En Bogotá, donde cada cuadra parece tener su propia versión del almuerzo casero, hay un restaurante pequeño que logró algo que pocas cocinas alcanzan: convertirse en referencia sin proponérselo. Las Delicias de Rosita, el restaurante de Rosa Elena Mora, ganó el premio al mejor corrientazo de la ciudad en el programa Sabor Bogotá 2025. El galardón llegó después de décadas de trabajo silencioso, de ollas que han hervido sin descanso y de un menú que, a pesar de su sencillez, logró conquistar a jurados y a comensales que buscaban ese sabor que la memoria reconoce antes que la razón.

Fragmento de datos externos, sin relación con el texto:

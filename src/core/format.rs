use super::types::{Lever, TARGET_SALARY_RATIO};

pub const COASTING_MESSAGE: &str =
    "You're coasting. Keep the buffer topped up and re-check once a year.";

/// Whole-dollar amount, rounded up and floored at zero, with thousands separators.
pub fn format_currency(amount: f64) -> String {
    if !amount.is_finite() {
        return "n/a".to_string();
    }

    let whole = amount.max(0.0).ceil() as u64;
    let digits = whole.to_string();
    let mut grouped = String::with_capacity(digits.len() + digits.len() / 3);
    for (idx, ch) in digits.chars().enumerate() {
        if idx > 0 && (digits.len() - idx) % 3 == 0 {
            grouped.push(',');
        }
        grouped.push(ch);
    }
    format!("${grouped}")
}

pub fn next_step_message(lever: Lever, amount: f64) -> String {
    let amount = format_currency(amount);
    match lever {
        Lever::GrowNetWorthForSalaryRatio => format!(
            "Grow net worth by {amount} to bring after-tax salary under {:.0}% of net worth.",
            TARGET_SALARY_RATIO * 100.0
        ),
        Lever::AddSideIncome => {
            format!("Add {amount}/yr of after-tax side income so returns cover spending.")
        }
        Lever::CutSpending => {
            format!("Cut annual spending by {amount} to match after-tax returns plus side income.")
        }
        Lever::GrowNetWorthForCoverage => {
            format!("Grow net worth by {amount} so after-tax returns cover spending.")
        }
        Lever::AddCash => format!("Hold {amount} more in cash to reach a 6-month buffer."),
    }
}

#[cfg(test)]
mod tests {
    use super::*;

    #[test]
    fn currency_groups_thousands() {
        assert_eq!(format_currency(0.0), "$0");
        assert_eq!(format_currency(999.0), "$999");
        assert_eq!(format_currency(1_000.0), "$1,000");
        assert_eq!(format_currency(30_000.0), "$30,000");
        assert_eq!(format_currency(1_234_567.0), "$1,234,567");
    }

    #[test]
    fn currency_rounds_up_and_floors_at_zero() {
        assert_eq!(format_currency(29_999.01), "$30,000");
        assert_eq!(format_currency(-0.0000001), "$0");
        assert_eq!(format_currency(-5_000.0), "$0");
    }

    #[test]
    fn currency_marks_non_finite() {
        assert_eq!(format_currency(f64::INFINITY), "n/a");
        assert_eq!(format_currency(f64::NAN), "n/a");
    }

    #[test]
    fn message_names_lever_and_amount() {
        let msg = next_step_message(Lever::AddCash, 30_000.0);
        assert_eq!(msg, "Hold $30,000 more in cash to reach a 6-month buffer.");

        let msg = next_step_message(Lever::GrowNetWorthForSalaryRatio, 600_000.0);
        assert!(msg.contains("$600,000"));
        assert!(msg.contains("10%"));
    }
}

El certamen, organizado por la Secretaría de Cultura, Recreación y Deporte, evaluó a más de doscientas propuestas en ocho categorías. El objetivo era encontrar preparaciones capaces de representar la ciudad a través de sus sabores más cotidianos. Los jurados, provenientes de distintos saberes gastronómicos, recorrieron cocinas, observaron técnicas, revisaron historias y buscaron esa combinación entre tradición, coherencia y sabor que convierte a un plato corriente en algo más que un menú de almuerzo. El público también escogió sus favoritos, dejando claro que el gusto bogotano sigue valorando las recetas que se sienten familiares, cálidas y honestas.

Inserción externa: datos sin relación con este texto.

//! Error types shared across subsystems.
//!
//! Each concern owns one enum. None of them ever crosses the request path:
//! probe failures collapse into a `HealthResult`, logging failures are
//! swallowed by the subscriber, and configuration errors only surface at
//! startup.

use std::time::Duration;

use crate::config::validation::ValidationError;

/// Error type for configuration loading.
#[derive(Debug, thiserror::Error)]
pub enum ConfigError {
    #[error("IO error: {0}")]
    Io(#[from] std::io::Error),

    #[error("Parse error: {0}")]
    Parse(#[from] toml::de::Error),

    #[error("Invalid value for {var}: {value:?} ({reason})")]
    InvalidEnv {
        var: &'static str,
        value: String,
        reason: String,
    },

    #[error("Validation failed: {}", join(.0))]
    Validation(Vec<ValidationError>),
}

fn join(errors: &[ValidationError]) -> String {
    errors
        .iter()
        .map(ToString::to_string)
        .collect::<Vec<_>>()
        .join(", ")
}

/// Error type for metrics aggregator construction.
#[derive(Debug, thiserror::Error)]
pub enum MetricsError {
    #[error("Invalid histogram buckets: {0}")]
    Buckets(String),
}

/// Error type for a single liveness probe.
#[derive(Debug, thiserror::Error)]
pub enum ProbeError {
    #[error("connection unavailable: {0}")]
    Connect(String),

    #[error("liveness query failed: {0}")]
    Query(String),

    #[error("probe timed out after {0:?}")]
    Timeout(Duration),
}

/// Error type for the HTTP server.
#[derive(Debug, thiserror::Error)]
pub enum ServerError {
    #[error("Failed to bind {addr}: {source}")]
    Bind {
        addr: String,
        #[source]
        source: std::io::Error,
    },

    #[error("Server error: {0}")]
    Serve(#[from] std::io::Error),
}

/// Error type for subsystem initialization.
#[derive(Debug, thiserror::Error)]
pub enum StartupError {
    #[error(transparent)]
    Metrics(#[from] MetricsError),

    #[error("Invalid database configuration: {0}")]
    Database(#[from] sqlx::Error),
}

En la categoría de corrientazo, Las Delicias de Rosita se llevó el primer lugar con un menú que parecía salido de cualquier casa un domingo al mediodía: sopa de mazorca, lentejas, carne asada, ensalada tropical, tajada de plátano y arroz blanco. Nada rebuscado, nada novedoso. Sin embargo, cada preparación tenía el sello que distingue a la cocinera que lo creó, una mujer que se ha formado a pulso dentro de una cocina que nunca abandona su aroma de hogareño. Para muchos, ese menú representa exactamente lo que debe ser un almuerzo completo: sencillo, cálido, suficiente, bien servido y capaz de dejar la sensación de haber comido en familia.

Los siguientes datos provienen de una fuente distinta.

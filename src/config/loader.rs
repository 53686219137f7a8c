//! Configuration loading from disk and the process environment.

use std::fs;
use std::path::Path;

use crate::config::schema::AppConfig;
use crate::config::validation::validate_config;
use crate::error::ConfigError;

/// Load and validate configuration: defaults, then the optional TOML file,
/// then the process environment.
pub fn load_config(path: Option<&Path>) -> Result<AppConfig, ConfigError> {
    let config = match path {
        Some(path) => read_file(path)?,
        None => AppConfig::default(),
    };
    let config = apply_env(config, |key| std::env::var(key).ok())?;

    validate_config(&config).map_err(ConfigError::Validation)?;

    Ok(config)
}

/// Parse a TOML configuration file without validating it.
pub fn read_file(path: &Path) -> Result<AppConfig, ConfigError> {
    let content = fs::read_to_string(path)?;
    Ok(toml::from_str(&content)?)
}

/// Overlay the recognized environment variables onto `config`.
///
/// `lookup` abstracts `std::env::var` so callers can supply a fixed map.
pub fn apply_env<F>(mut config: AppConfig, lookup: F) -> Result<AppConfig, ConfigError>
where
    F: Fn(&str) -> Option<String>,
{
    if let Some(env) = lookup("ENV") {
        config.environment = env;
    }

    if let Some(level) = lookup("LOG_LEVEL") {
        config.observability.log_level =
            level.parse().map_err(|e: crate::config::schema::ParseLogLevelError| {
                ConfigError::InvalidEnv {
                    var: "LOG_LEVEL",
                    value: level.clone(),
                    reason: e.to_string(),
                }
            })?;
    }

    if let Some(port) = lookup("PORT") {
        config.server.port = port.trim().parse().map_err(|e: std::num::ParseIntError| {
            ConfigError::InvalidEnv {
                var: "PORT",
                value: port.clone(),
                reason: e.to_string(),
            }
        })?;
    }

    if let Some(url) = lookup("DATABASE_URL") {
        config.database.url = url;
    }

    if config.environment.is_empty() {
        config.environment = "development".to_string();
    }

    Ok(config)
}

#[cfg(test)]
mod tests {
    use super::*;
    use crate::config::schema::LogLevel;
    use std::collections::HashMap;

    fn env(pairs: &[(&str, &str)]) -> impl Fn(&str) -> Option<String> {
        let map: HashMap<String, String> = pairs
            .iter()
            .map(|(k, v)| (k.to_string(), v.to_string()))
            .collect();
        move |key| map.get(key).cloned()
    }

    #[test]
    fn test_defaults_without_env() {
        let config = apply_env(AppConfig::default(), env(&[])).unwrap();
        assert_eq!(config.environment, "development");
        assert_eq!(config.server.port, 8000);
        assert_eq!(config.observability.log_level, LogLevel::Info);
        assert_eq!(
            config.database.url,
            "postgres://postgres:postgres@db:5432/branchdb"
        );
    }

    #[test]
    fn test_env_overrides() {
        let config = apply_env(
            AppConfig::default(),
            env(&[
                ("ENV", "production"),
                ("LOG_LEVEL", "ERROR"),
                ("PORT", "9100"),
                ("DATABASE_URL", "postgres://localhost/test"),
            ]),
        )
        .unwrap();

        assert_eq!(config.environment, "production");
        assert_eq!(config.observability.log_level, LogLevel::Error);
        assert_eq!(config.server.port, 9100);
        assert_eq!(config.database.url, "postgres://localhost/test");
    }

    #[test]
    fn test_invalid_env_values() {
        let err = apply_env(AppConfig::default(), env(&[("PORT", "eighty")])).unwrap_err();
        assert!(matches!(err, ConfigError::InvalidEnv { var: "PORT", .. }));

        let err = apply_env(AppConfig::default(), env(&[("LOG_LEVEL", "loud")])).unwrap_err();
        assert!(matches!(err, ConfigError::InvalidEnv { var: "LOG_LEVEL", .. }));
    }

    #[test]
    fn test_read_missing_file() {
        let err = read_file(Path::new("/nonexistent/branch-loans.toml")).unwrap_err();
        assert!(matches!(err, ConfigError::Io(_)));
    }
}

Rosa Elena prepara este menú solo una vez a la semana, y aunque cada día sirve alrededor de cien almuerzos, es en esa jornada cuando el restaurante se llena un poco más. Los domingos, sobre todo, llegan estudiantes, trabajadores del sector y una oleada de turistas que usan el eje ambiental para subir o bajar del cerro de Monserrate. El restaurante está ubicado justo frente a ese corredor, en la carrera 2A con calle 16A, en el barrio La Concordia, donde las voces se mezclan con el sonido constante de los visitantes que pasan sin prisa. Algunos entran por recomendación, otros por intuición y muchos porque buscan un almuerzo que no les complique la vida.
El lugar funciona desde 1995 y nació bajo el nombre de Doner, abreviatura de Don Ernesto Rodríguez, el esposo de Rosa Elena y su compañero en la aventura que decidieron emprender hace treinta años. En aquel entonces, era un pequeño local que antes había sido una ferretería. Lo transformaron con lo que tenían a la mano, sin grandes inversiones, confiando más en su cocina que en la decoración. Ella tenía 33 años, él administraba un hotel cercano, y ambos conocían bien el movimiento del sector y el gusto de la gente que pasaba a diario por allí.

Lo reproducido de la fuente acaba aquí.